Lebanon gagal membayar utang luar negerinya

Red: Nur Aini
 Seorang demonstran anti-pemerintah memegang bendera Lebanon
Foto: AP/Hussein Malla
Seorang demonstran anti-pemerintah memegang bendera Lebanon

REPUBLIKA.CO.ID, BEIRUT -- Menteri Luar Negeri Prancis Jean-Yves Le Drian akan mendesak Lebanon untuk melaksanakan reformasi yang sangat dibutuhkan untuk membantu negara itu keluar dari krisis keuangan akut.

Desakan itu akan disampaikan Menlu Prancis selama kunjungan ke Beirut yang dimulai pada Kamis (23/7) dengan pertemuan dengan Presiden Michel Aoun. Krisis keuangan, yang berakar selama beberapa dekade akibat korupsi dan pemborosan negara, menimbulkan ancaman terbesar bagi stabilitas Lebanon sejak perang saudara 1975-90.

Baca Juga

Nilai mata uang yang jatuh telah menyebabkan melonjaknya inflasi dan kemiskinan. Selain itu, para nasabah telah kehilangan akses bebas ke rekening mereka akibat sistem perbankan yang lumpuh. Prancis telah memimpin upaya internasional untuk membuat Lebanon melakukan reformasi, menjadi tuan rumah pertemuan donatur pada 2018 saat lebih dari 11 miliar dolar AS (sekitar Rp 161 triliun) dijanjikan untuk investasi infrastruktur yang bergantung pada reformasi yang diikrarkan tetapi tidak dijalankan.

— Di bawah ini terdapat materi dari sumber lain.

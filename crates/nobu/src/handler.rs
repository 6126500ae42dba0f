//! Request dispatch.
//!
//! [`DevHandler::handle`] classifies a request once and hands it to exactly
//! one handler. Each request is answered from scratch: nothing is cached
//! between requests and a failed request leaves no state behind.

use std::path::{Path, PathBuf};
use std::sync::Arc;

use crate::assets::content_type;
use crate::paths::safe_join;
use crate::request::{RequestDescriptor, RequestKind, SectionKind};
use crate::resolver::BareModuleResolver;
use crate::rewrite::rewrite_imports;
use crate::runtime::{read_text, NativeRuntime, Runtime};
use crate::sfc::ComponentDecomposer;
use crate::{Error, Result};

/// Content type of every module response.
pub const JAVASCRIPT: &str = "application/javascript";

/// Content type of the entry document.
pub const HTML: &str = "text/html; charset=utf-8";

/// Where the handler reads from.
#[derive(Debug, Clone)]
pub struct HandlerOptions {
    /// Project root; script and component paths resolve against it
    pub root: PathBuf,
    /// Entry document served for `/`, relative to `root`
    pub index: String,
    /// Dependency root, relative to `root` unless absolute
    pub modules_dir: PathBuf,
    /// Directory static assets are served from (defaults to `root`)
    pub asset_dir: Option<PathBuf>,
}

impl HandlerOptions {
    pub fn new(root: impl Into<PathBuf>) -> Self {
        Self {
            root: root.into(),
            index: "index.html".to_string(),
            modules_dir: PathBuf::from("node_modules"),
            asset_dir: None,
        }
    }

    pub fn with_index(mut self, index: impl Into<String>) -> Self {
        self.index = index.into();
        self
    }

    pub fn with_modules_dir(mut self, modules_dir: impl Into<PathBuf>) -> Self {
        self.modules_dir = modules_dir.into();
        self
    }

    pub fn with_asset_dir(mut self, asset_dir: impl Into<PathBuf>) -> Self {
        self.asset_dir = Some(asset_dir.into());
        self
    }

    fn resolve(&self, dir: &Path) -> PathBuf {
        if dir.is_absolute() {
            dir.to_path_buf()
        } else {
            self.root.join(dir)
        }
    }
}

/// A successful response body.
#[derive(Debug, Clone, PartialEq, Eq)]
pub struct DevResponse {
    pub content_type: &'static str,
    pub body: Vec<u8>,
}

impl DevResponse {
    pub fn javascript(source: String) -> Self {
        Self {
            content_type: JAVASCRIPT,
            body: source.into_bytes(),
        }
    }

    pub fn html(body: Vec<u8>) -> Self {
        Self {
            content_type: HTML,
            body,
        }
    }

    /// Body as text, for logging and tests.
    pub fn text(&self) -> std::borrow::Cow<'_, str> {
        String::from_utf8_lossy(&self.body)
    }
}

/// Answers dev server requests.
#[derive(Debug, Clone)]
pub struct DevHandler {
    options: HandlerOptions,
    runtime: Arc<dyn Runtime>,
    resolver: BareModuleResolver,
    decomposer: ComponentDecomposer,
}

impl DevHandler {
    /// Handler reading from the local filesystem.
    pub fn new(options: HandlerOptions) -> Self {
        Self::with_runtime(options, Arc::new(NativeRuntime::new()))
    }

    pub fn with_runtime(options: HandlerOptions, runtime: Arc<dyn Runtime>) -> Self {
        let resolver = BareModuleResolver::new(
            Arc::clone(&runtime),
            options.resolve(&options.modules_dir),
        );
        Self {
            options,
            runtime,
            resolver,
            decomposer: ComponentDecomposer::default(),
        }
    }

    /// Replace the component parser and template compiler.
    pub fn with_decomposer(mut self, decomposer: ComponentDecomposer) -> Self {
        self.decomposer = decomposer;
        self
    }

    pub fn options(&self) -> &HandlerOptions {
        &self.options
    }

    /// Answer one request.
    pub async fn handle(&self, request: &RequestDescriptor) -> Result<DevResponse> {
        let kind = RequestKind::classify(request);
        tracing::debug!(path = %request.path, kind = kind.name(), "classified request");

        let result = self.dispatch(kind, request).await;

        if let Err(err) = &result {
            if err.is_client_error() {
                tracing::warn!(path = %request.path, status = err.status_code(), "{err}");
            } else {
                tracing::error!(path = %request.path, status = err.status_code(), "{err}");
            }
        }

        result
    }

    async fn dispatch(&self, kind: RequestKind, request: &RequestDescriptor) -> Result<DevResponse> {
        match kind {
            RequestKind::Root => {
                let path = safe_join(&self.options.root, &self.options.index)?;
                let body = self.runtime.read_file(&path).await?;
                Ok(DevResponse::html(body))
            }

            RequestKind::Script { path } => {
                let file = safe_join(&self.options.root, &path)?;
                let source = read_text(self.runtime.as_ref(), &file).await?;
                Ok(DevResponse::javascript(rewrite_imports(&source).into_owned()))
            }

            RequestKind::BareModule { specifier } => {
                let source = self.resolver.load(&specifier).await?;
                Ok(DevResponse::javascript(source))
            }

            RequestKind::ComponentSubresource { path, section } => {
                if let SectionKind::Unknown(value) = section {
                    return Err(Error::UnknownSectionType(value));
                }

                let source = self.read_component(&path).await?;
                let module = match section {
                    SectionKind::Template => self.decomposer.template_module(&path, &source)?,
                    _ => self.decomposer.style_module(&path, &source)?,
                };
                Ok(DevResponse::javascript(module))
            }

            RequestKind::ComponentDocument { path } => {
                let source = self.read_component(&path).await?;
                let module = self.decomposer.document_module(&path, &source)?;
                Ok(DevResponse::javascript(module))
            }

            RequestKind::StaticAsset { path, kind } => {
                let base = match &self.options.asset_dir {
                    Some(dir) => self.options.resolve(dir),
                    None => self.options.root.clone(),
                };
                let file = safe_join(&base, &path)?;
                let body = self.runtime.read_file(&file).await?;
                tracing::trace!(path = %path, ?kind, bytes = body.len(), "serving asset");
                Ok(DevResponse {
                    content_type: content_type(&path),
                    body,
                })
            }

            RequestKind::Unmatched => Err(Error::UnroutableRequest(request.path.clone())),
        }
    }

    async fn read_component(&self, path: &str) -> Result<String> {
        let file = safe_join(&self.options.root, path)?;
        read_text(self.runtime.as_ref(), &file).await
    }
}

"(Le Drian) ingin mengirim pesan yang kuat kepada otoritas dan politisi Lebanon tentang perlunya reformasi segera dan menekankan ketidakmampuan dan penolakan kami...untuk memberikan dukungan ekonomi dan keuangan sampai tindakan nyata dan reformasi cepat dimulai," kata seorang diplomat Eropa.

Lebanon memulai pembicaraan dengan Dana Moneter Internasional (IMF) pada Mei, tetapi pembicaraan itu telah ditunda karena tidak adanya reformasi dan munculnya perselisihan antara pemerintah, sektor perbankan dan politisi mengenai skala kerugian finansial yang besar dalam sistem perbankan di negara itu. Kantor Kepresidenan Lebanon mengatakan bahwa Aoun bertemu Le Drian, yang akan menyampaikan konferensi pers di kementerian luar negeri Lebanon pada Kamis malam.

Salah satu dari banyak area di mana para donatur ingin melihat kemajuan dari Lebanon adalah perbaikan jaringan listrik milik negara yang boros, yang menghabiskan dana publik hingga dua miliar dolar AS (sekitar Rp 30 triliun) per tahun padahal gagal memenuhi kebutuhan listrik di Lebanon.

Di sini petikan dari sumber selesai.